Ex husband through a friend - he was her coworker.

Since then, of my two 'long term' (if 8 months is long term) boyfriends, one I met out at a bar dancing, the other I met on [email protected].


----------



## Baseballmom6 (Aug 15, 2012)

I met my ex in a club. Was married for 27 years. 

My new guy I met 30 years ago at work. He was one of our customers. I was young and he had just gone through a bitter divorce. We started dating and then lived together for a little over 2 years. I was ready to get married and start a family and he wasn't so be split up on good terms. He never remarried. After I filed for divorce I called him and we are together again. I am now divorced and we are living together again. Guess it was meant to be.


----------



## whitehawk (Aug 14, 2012)

Baseballmom6 said:


> I met my ex in a club. Was married for 27 years.
> 
> My new guy I met 30 years ago at work. He was one of our customers. I was young and he had just gone through a bitter divorce. We started dating and then lived together for a little over 2 years. I was ready to get married and start a family and he wasn't so be split up on good terms. He never remarried. After I filed for divorce I called him and we are together again. I am now divorced and we are living together again. Guess it was meant to be.

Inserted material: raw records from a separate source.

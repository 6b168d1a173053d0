use std::time::Duration;

use thiserror::Error;

/// Errors surfaced by the dispatcher.
///
/// `UnknownLane` and `InvalidLaneConfig` are returned synchronously from
/// configuration and enqueue calls. The rest only ever reach a caller through
/// the [`Outcome`](crate::types::Outcome) of the item that failed, which is
/// why the type is `Clone`: one composed batch fans its result out to every
/// member.
#[derive(Debug, Clone, PartialEq, Eq, Error)]
pub enum Error {
    #[error("unknown lane: {lane}")]
    UnknownLane { lane: String },

    #[error("invalid config for lane {lane}: {reason}")]
    InvalidLaneConfig { lane: String, reason: String },

    #[error("processor failed: {message}")]
    Processor { message: String },

    #[error("processor timed out after {timeout:?}")]
    Timeout { timeout: Duration },

    #[error("dropped: {reason}")]
    Dropped { reason: String },
}

impl Error {
    #[must_use]
    pub fn unknown_lane(lane: impl Into<String>) -> Self {
        Self::UnknownLane { lane: lane.into() }
    }

    #[must_use]
    pub fn invalid_config(lane: impl Into<String>, reason: impl Into<String>) -> Self {
        Self::InvalidLaneConfig {
            lane: lane.into(),
            reason: reason.into(),
        }
    }

    #[must_use]
    pub fn processor(message: impl std::fmt::Display) -> Self {
        Self::Processor {
            message: message.to_string(),
        }
    }

    #[must_use]
    pub fn dropped(reason: impl Into<String>) -> Self {
        Self::Dropped {
            reason: reason.into(),
        }
    }

    /// Configuration errors are programming mistakes, never runtime conditions.
    #[must_use]
    pub fn is_configuration(&self) -> bool {
        matches!(self, Self::UnknownLane { .. } | Self::InvalidLaneConfig { .. })
    }

    /// Short label used for logs and metric labels.
    #[must_use]
    pub fn kind(&self) -> &'static str {
        match self {
            Self::UnknownLane { .. } | Self::InvalidLaneConfig { .. } => "configuration",
            Self::Processor { .. } => "processor",
            Self::Timeout { .. } => "timeout",
            Self::Dropped { .. } => "dropped",
        }
    }
}

pub type Result<T> = std::result::Result<T, Error>;
//! Configuration validation.
//!
//! Checks lane settings for values the dispatcher would reject at startup and
//! flags settings that are legal but probably unintended.

use std::path::PathBuf;

use crate::schema::SwitchyardConfig;

/// Windows longer than this delay every windowed reply noticeably.
const LONG_WINDOW_MS: u64 = 60_000;

/// Severity level for a diagnostic.
#[derive(Debug, Clone, Copy, PartialEq, Eq, PartialOrd, Ord)]
pub enum Severity {
    Error,
    Warning,
    Info,
}

impl std::fmt::Display for Severity {
    fn fmt(&self, f: &mut std::fmt::Formatter<'_>) -> std::fmt::Result {
        match self {
            Self::Error => write!(f, "error"),
            Self::Warning => write!(f, "warning"),
            Self::Info => write!(f, "info"),
        }
    }
}

/// A single validation diagnostic.
#[derive(Debug, Clone)]
pub struct Diagnostic {
    pub severity: Severity,
    /// Category: "lane", "dispatcher", "empty"
    pub category: &'static str,
    /// Dotted path, e.g. "lanes.chat.concurrency"
    pub path: String,
    pub message: String,
}

/// Result of validating a configuration.
#[derive(Debug, Clone, Default)]
pub struct ValidationResult {
    pub diagnostics: Vec<Diagnostic>,
    pub config_path: Option<PathBuf>,
}

impl ValidationResult {
    /// Returns `true` if any diagnostic is an error.
    #[must_use]
    pub fn has_errors(&self) -> bool {
        self.diagnostics
            .iter()
            .any(|d| d.severity == Severity::Error)
    }

    /// Count diagnostics by severity.
    #[must_use]
    pub fn count(&self, severity: Severity) -> usize {
        self.diagnostics
            .iter()
            .filter(|d| d.severity == severity)
            .count()
    }

    fn push(
        &mut self,
        severity: Severity,
        category: &'static str,
        path: String,
        message: impl Into<String>,
    ) {
        self.diagnostics.push(Diagnostic {
            severity,
            category,
            path,
            message: message.into(),
        });
    }
}

/// Validate a parsed configuration.
#[must_use]
pub fn validate(config: &SwitchyardConfig) -> ValidationResult {
    let mut result = ValidationResult::default();

    if config.lanes.is_empty() {
        result.push(
            Severity::Info,
            "empty",
            "lanes".into(),
            "no lanes configured; every enqueue will fail with an unknown lane",
        );
    }

    if config.dispatcher.item_timeout_secs == 0 {
        result.push(
            Severity::Warning,
            "dispatcher",
            "dispatcher.item_timeout_secs".into(),
            "item timeout disabled; a stuck processor holds its slot forever",
        );
    }

    for (name, lane) in &config.lanes {
        if name.trim().is_empty() {
            result.push(
                Severity::Error,
                "lane",
                "lanes".into(),
                "lane name must not be empty",
            );
        }
        if lane.concurrency == 0 {
            result.push(
                Severity::Error,
                "lane",
                format!("lanes.{name}.concurrency"),
                "concurrency must be at least 1",
            );
        }
        if lane.max_batch_size == 0 {
            result.push(
                Severity::Error,
                "lane",
                format!("lanes.{name}.max_batch_size"),
                "max_batch_size must be at least 1",
            );
        }
        if lane.mode.is_windowed() {
            if lane.collect_window_ms == 0 {
                result.push(
                    Severity::Error,
                    "lane",
                    format!("lanes.{name}.collect_window_ms"),
                    format!("{} lanes need a non-zero collection window", lane.mode),
                );
            } else if lane.collect_window_ms > LONG_WINDOW_MS {
                result.push(
                    Severity::Warning,
                    "lane",
                    format!("lanes.{name}.collect_window_ms"),
                    format!(
                        "collection window of {}ms delays every reply on this lane",
                        lane.collect_window_ms
                    ),
                );
            }
        }
    }

    result
}

#[allow(clippy::unwrap_used, clippy::expect_used)]
#[cfg(test)]
mod tests {
    use {
        super::*,
        crate::schema::{AdmissionMode, LaneSettings},
        rstest::rstest,
    };

    fn with_lane(lane: LaneSettings) -> SwitchyardConfig {
        let mut cfg = SwitchyardConfig::default();
        cfg.lanes.insert("chat".into(), lane);
        cfg
    }

    #[test]
    fn default_lane_is_clean() {
        let result = validate(&with_lane(LaneSettings::default()));
        assert!(result.diagnostics.is_empty(), "{:?}", result.diagnostics);
    }

    #[test]
    fn empty_config_is_informational() {
        let result = validate(&SwitchyardConfig::default());
        assert!(!result.has_errors());
        assert_eq!(result.count(Severity::Info), 1);
    }

    #[rstest]
    #[case::zero_concurrency(LaneSettings { concurrency: 0, ..Default::default() }, "lanes.chat.concurrency")]
    #[case::zero_batch(LaneSettings { max_batch_size: 0, ..Default::default() }, "lanes.chat.max_batch_size")]
    #[case::collect_without_window(
        LaneSettings { mode: AdmissionMode::Collect, collect_window_ms: 0, ..Default::default() },
        "lanes.chat.collect_window_ms"
    )]
    #[case::steer_without_window(
        LaneSettings { mode: AdmissionMode::Steer, collect_window_ms: 0, ..Default::default() },
        "lanes.chat.collect_window_ms"
    )]
    fn invalid_lane_is_error(#[case] lane: LaneSettings, #[case] path: &str) {
        let result = validate(&with_lane(lane));
        assert!(result.has_errors());
        assert!(
            result
                .diagnostics
                .iter()
                .any(|d| d.severity == Severity::Error && d.path == path)
        );
    }

    #[test]
    fn zero_window_is_fine_for_fifo() {
        let result = validate(&with_lane(LaneSettings {
            collect_window_ms: 0,
            ..Default::default()
        }));
        assert!(!result.has_errors());
    }

    #[test]
    fn long_window_warns() {
        let result = validate(&with_lane(LaneSettings {
            mode: AdmissionMode::Collect,
            collect_window_ms: 120_000,
            ..Default::default()
        }));
        assert!(!result.has_errors());
        assert_eq!(result.count(Severity::Warning), 1);
    }
}
/// Config schema types (dispatcher defaults and named lanes).
use std::{collections::BTreeMap, fmt, time::Duration};

use serde::{Deserialize, Serialize};

/// Root configuration.
#[derive(Debug, Clone, Default, Serialize, Deserialize)]
#[serde(default)]
pub struct SwitchyardConfig {
    pub dispatcher: DispatcherConfig,
    /// Lanes keyed by name, e.g. `[lanes.chat]`.
    pub lanes: BTreeMap<String, LaneSettings>,
}

/// Dispatcher-wide defaults.
#[derive(Debug, Clone, Serialize, Deserialize)]
#[serde(default)]
pub struct DispatcherConfig {
    /// Maximum wall-clock seconds a processor may run for one item (0 = no timeout). Default 600.
    #[serde(default = "default_item_timeout_secs")]
    pub item_timeout_secs: u64,
}

impl Default for DispatcherConfig {
    fn default() -> Self {
        Self {
            item_timeout_secs: default_item_timeout_secs(),
        }
    }
}

impl DispatcherConfig {
    /// The per-item deadline, or `None` when disabled.
    #[must_use]
    pub fn item_timeout(&self) -> Option<Duration> {
        (self.item_timeout_secs > 0).then(|| Duration::from_secs(self.item_timeout_secs))
    }
}

fn default_item_timeout_secs() -> u64 {
    600
}

/// How a lane turns raw enqueued items into dispatchable work.
#[derive(Debug, Clone, Copy, Default, PartialEq, Eq, Hash, Serialize, Deserialize)]
#[serde(rename_all = "lowercase")]
pub enum AdmissionMode {
    /// Each item is queued on its own, ordered by priority then arrival.
    #[default]
    Fifo,
    /// Buffer items per session for the collection window; release them as one batch.
    Collect,
    /// Like `Collect`, but the latest item is primary and earlier ones are context.
    Steer,
    /// Jump to the front of the queue with the highest urgency.
    Interrupt,
}

impl AdmissionMode {
    /// Whether this mode accumulates items in a collection buffer.
    #[must_use]
    pub fn is_windowed(self) -> bool {
        matches!(self, Self::Collect | Self::Steer)
    }

    pub fn parse(s: &str) -> Option<Self> {
        match s.to_lowercase().as_str() {
            "fifo" | "followup" => Some(Self::Fifo),
            "collect" => Some(Self::Collect),
            "steer" => Some(Self::Steer),
            "interrupt" => Some(Self::Interrupt),
            _ => None,
        }
    }
}

impl fmt::Display for AdmissionMode {
    fn fmt(&self, f: &mut fmt::Formatter<'_>) -> fmt::Result {
        match self {
            Self::Fifo => write!(f, "fifo"),
            Self::Collect => write!(f, "collect"),
            Self::Steer => write!(f, "steer"),
            Self::Interrupt => write!(f, "interrupt"),
        }
    }
}

/// Settings for one named lane.
#[derive(Debug, Clone, PartialEq, Eq, Serialize, Deserialize)]
#[serde(default)]
pub struct LaneSettings {
    /// Maximum items processing at once. Must be at least 1.
    pub concurrency: usize,
    pub mode: AdmissionMode,
    /// Collection window in milliseconds (Collect/Steer only).
    pub collect_window_ms: u64,
    /// Upper bound on items merged into one batch (Collect/Steer only).
    pub max_batch_size: usize,
}

impl Default for LaneSettings {
    fn default() -> Self {
        Self {
            concurrency: 1,
            mode: AdmissionMode::Fifo,
            collect_window_ms: 2_000,
            max_batch_size: 10,
        }
    }
}

impl LaneSettings {
    #[must_use]
    pub fn collect_window(&self) -> Duration {
        Duration::from_millis(self.collect_window_ms)
    }
}

#[allow(clippy::unwrap_used, clippy::expect_used)]
#[cfg(test)]
mod tests {
    use super::*;

    #[test]
    fn lane_settings_defaults_fill_missing_fields() {
        let cfg: SwitchyardConfig = toml::from_str(
            r#"
            [lanes.chat]
            mode = "steer"
            collect_window_ms = 1500

            [lanes.tools]
            concurrency = 4
            "#,
        )
        .unwrap();

        let chat = &cfg.lanes["chat"];
        assert_eq!(chat.mode, AdmissionMode::Steer);
        assert_eq!(chat.concurrency, 1);
        assert_eq!(chat.collect_window(), Duration::from_millis(1500));
        assert_eq!(chat.max_batch_size, 10);

        let tools = &cfg.lanes["tools"];
        assert_eq!(tools.mode, AdmissionMode::Fifo);
        assert_eq!(tools.concurrency, 4);
        assert_eq!(cfg.dispatcher.item_timeout_secs, 600);
    }

    #[test]
    fn zero_item_timeout_disables_deadline() {
        let cfg = DispatcherConfig {
            item_timeout_secs: 0,
        };
        assert_eq!(cfg.item_timeout(), None);
        assert_eq!(
            DispatcherConfig::default().item_timeout(),
            Some(Duration::from_secs(600))
        );
    }

    #[test]
    fn admission_mode_parse_aliases() {
        assert_eq!(AdmissionMode::parse("FIFO"), Some(AdmissionMode::Fifo));
        assert_eq!(AdmissionMode::parse("followup"), Some(AdmissionMode::Fifo));
        assert_eq!(AdmissionMode::parse("steer"), Some(AdmissionMode::Steer));
        assert_eq!(AdmissionMode::parse("nope"), None);
        assert!(AdmissionMode::Collect.is_windowed());
        assert!(!AdmissionMode::Interrupt.is_windowed());
    }
}
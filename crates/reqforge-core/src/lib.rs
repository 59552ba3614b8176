//! reqforge core - requirement extraction pipeline
//!
//! Turns a free-form application description into a validated
//! [`AppSpec`](reqforge_spec::AppSpec):
//! - Calls a live [`Generator`] when one is configured
//! - Normalizes the raw response shape ([`normalize`])
//! - Repairs permission invariants ([`enforce`])
//! - Validates the result ([`check`])
//! - Falls back to the deterministic [`MockGenerator`] on any failure
//!
//! # Example
//!
//! ```rust
//! use reqforge_core::Extractor;
//!
//! # async fn example() {
//! let extractor = Extractor::offline();
//! let spec = extractor.extract("inventory tracker for products").await;
//! assert_eq!(spec.app_name, "Inventory Manager");
//! # }
//! ```

#![warn(unreachable_pub)]

pub mod config;
pub mod enforce;
pub mod error;
pub mod extractor;
pub mod generator;
pub mod mock;
pub mod normalize;
pub mod validate;

pub use config::GeneratorConfig;
pub use enforce::{enforce, Enforcement};
pub use error::{ExtractionError, GeneratorError, ValidationFailure};
pub use extractor::{process_raw, Extraction, Extractor, GeneratorStatus, SpecSource};
pub use generator::{GeminiGenerator, Generator};
pub use mock::{MockGenerator, MockTemplate};
pub use normalize::{normalize, normalize_in_place};
pub use validate::{check, is_valid};

/// Prelude module for common imports
pub mod prelude {
    //! Common imports for working with reqforge core
    pub use crate::{Extraction, Extractor, Generator, GeneratorConfig, GeneratorError, SpecSource};
    pub use reqforge_spec::AppSpec;
}

/// Version of this crate
pub const VERSION: &str = env!("CARGO_PKG_VERSION");
//! Testing utilities for reqforge workspace
//!
//! Scripted generators, faulty job stores, and response fixtures.

#![allow(missing_docs)]

use async_trait::async_trait;
use reqforge_core::{Extractor, Generator, GeneratorError};
use reqforge_jobs::{InMemoryJobStore, Job, JobId, JobPatch, JobStatus, JobStore, StoreError};
use serde_json::json;
use std::sync::atomic::{AtomicUsize, Ordering};
use std::sync::Arc;

/// What a [`ScriptedGenerator`] does on every call
#[derive(Debug, Clone)]
pub enum Script {
    Respond(String),
    Fail(String),
    Panic,
    Hang,
}

/// Generator with a fixed behaviour that counts its calls
#[derive(Debug)]
pub struct ScriptedGenerator {
    script: Script,
    calls: AtomicUsize,
}

impl ScriptedGenerator {
    pub fn new(script: Script) -> Self {
        Self {
            script,
            calls: AtomicUsize::new(0),
        }
    }

    pub fn responding(raw: impl Into<String>) -> Self {
        Self::new(Script::Respond(raw.into()))
    }

    pub fn failing(message: impl Into<String>) -> Self {
        Self::new(Script::Fail(message.into()))
    }

    pub fn panicking() -> Self {
        Self::new(Script::Panic)
    }

    pub fn hanging() -> Self {
        Self::new(Script::Hang)
    }

    pub fn calls(&self) -> usize {
        self.calls.load(Ordering::SeqCst)
    }
}

#[async_trait]
impl Generator for ScriptedGenerator {
    fn name(&self) -> &str {
        "scripted"
    }

    async fn generate(&self, _description: &str) -> Result<String, GeneratorError> {
        self.calls.fetch_add(1, Ordering::SeqCst);
        match &self.script {
            Script::Respond(raw) => Ok(raw.clone()),
            Script::Fail(message) => Err(GeneratorError::Other(message.clone())),
            Script::Panic => panic!("scripted generator panic"),
            Script::Hang => futures::future::pending().await,
        }
    }
}

/// Extractor backed by a scripted generator
pub fn extractor_with(generator: ScriptedGenerator) -> (Extractor, Arc<ScriptedGenerator>) {
    let generator = Arc::new(generator);
    let extractor = Extractor::with_generator(Arc::clone(&generator) as Arc<dyn Generator>);
    (extractor, generator)
}

/// In-memory store whose updates to one status always fail
#[derive(Debug)]
pub struct FaultyJobStore {
    inner: InMemoryJobStore,
    fail_on: JobStatus,
    message: String,
}

impl FaultyJobStore {
    pub fn failing_on(fail_on: JobStatus, message: impl Into<String>) -> Self {
        Self {
            inner: InMemoryJobStore::new(),
            fail_on,
            message: message.into(),
        }
    }
}

#[async_trait]
impl JobStore for FaultyJobStore {
    async fn create(&self, job: Job) -> Result<(), StoreError> {
        self.inner.create(job).await
    }

    async fn update(&self, id: JobId, patch: JobPatch) -> Result<Job, StoreError> {
        if patch.status == self.fail_on {
            return Err(StoreError::Backend(self.message.clone()));
        }
        self.inner.update(id, patch).await
    }

    async fn get(&self, id: JobId) -> Result<Option<Job>, StoreError> {
        self.inner.get(id).await
    }

    async fn list_recent(&self, limit: usize) -> Result<Vec<Job>, StoreError> {
        self.inner.list_recent(limit).await
    }
}

pub const COURSE_DESCRIPTION: &str = "course management with students and teachers";

/// Live response with array-form permissions, a missing role, and no editor
pub fn manager_employee_response() -> String {
    json!({
        "appName": "Stock Room",
        "entities": [
            { "name": "Product", "fields": [{ "name": "Name", "type": "text", "required": true }] },
            { "name": "Supplier", "fields": [{ "name": "Email", "type": "email", "required": false }] }
        ],
        "roles": ["Manager", "Employee"],
        "features": ["Track stock"],
        "rolePermissions": [
            { "role": "Manager", "canCreate": ["Product"], "canView": [], "canEdit": [] }
        ]
    })
    .to_string()
}

/// Outputs no repair can save
pub fn unusable_responses() -> Vec<String> {
    vec![
        String::new(),
        "```json\n{}\n```".to_owned(),
        "[]".to_owned(),
        json!({ "appName": "X" }).to_string(),
        json!({
            "appName": "X",
            "entities": [{ "name": "Task" }],
            "roles": ["Owner"],
            "features": [],
            "rolePermissions": { "roleName": "Owner" }
        })
        .to_string(),
        json!({
            "appName": "X",
            "entities": [{ "name": "Task" }],
            "roles": ["Owner"],
            "features": [],
            "rolePermissions": { "role": "Owner" }
        })
        .to_string(),
        json!({
            "appName": "",
            "entities": [{ "name": "Task", "fields": [] }],
            "roles": ["Admin"],
            "features": [],
            "rolePermissions": {
                "Admin": { "canCreate": ["Task"], "canView": ["Task"], "canEdit": ["Task"] }
            }
        })
        .to_string(),
    ]
}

Yeah maybe , spose time will tell. You have 27yrs to beat first before you even know.
I've gotta beat 18 before I even have any clue at all of what I really have next


----------



## tacoma (May 1, 2011)

I met my wife at a strip club, she was dancing.

She was my "mistress" for a year or so before I split with my Ex.
We dated legitimately for nearly another year and then got married.

We've been together 15-16 years all told.


----------



## Pbartender (Dec 6, 2012)

I met my almost-ex-wife on the first day of college. We were both freshman, and were moving into our dorm rooms. I held the door open for her.

We became good friends straight away, but didn't start dating until a couple years later.


Pb.


----------



## Jellybeans (Mar 8, 2011)

I met my ex at a bar. Don't laugh. True story.


----------



## CantePe (Oct 5, 2011)

I met my husband when his sister married my uncle. My sister is married to his cousin. Quite the conversational ice breaker isn't it.


----------



## Omgitsjoe (Oct 1, 2012)

Met my wife and a mutual friend's get together  nice , wholesome family gathering


----------



## PBear (Nov 16, 2010)

Met my SO on an "adult" dating site. We were both just out of "sexually challenged" marriages, and wanted a FWB. Still together 2 years later. And the sex is still incredible!

C
_Posted via Mobile Device_


----------



## mule kick (Apr 10, 2012)

Met the ex through a friend. It lasted through 12 years and 3 kids so not so bad. Met my current girl at a neighborhood bar.


----------



## Forever Changed (Sep 18, 2012)

Met STBXW on Google Chat.

Moved to the opposite side of the country to be with her.

Gave up my friends, family, job and life of 29 years.

No current girl here.


----------



## WomanScorned (May 8, 2011)

Met my current guy on *******. I got lucky as there are a lot of 'characters' on some of these dating websites. I've been with him for 18 months.


----------



## Freak On a Leash (Feb 19, 2010)

I met my ex when I was 17 through a friend. She had gone out with him and he'd broken up with her and she was gunning for him to go out with her again so she invited him and a bunch of other people over to her house. 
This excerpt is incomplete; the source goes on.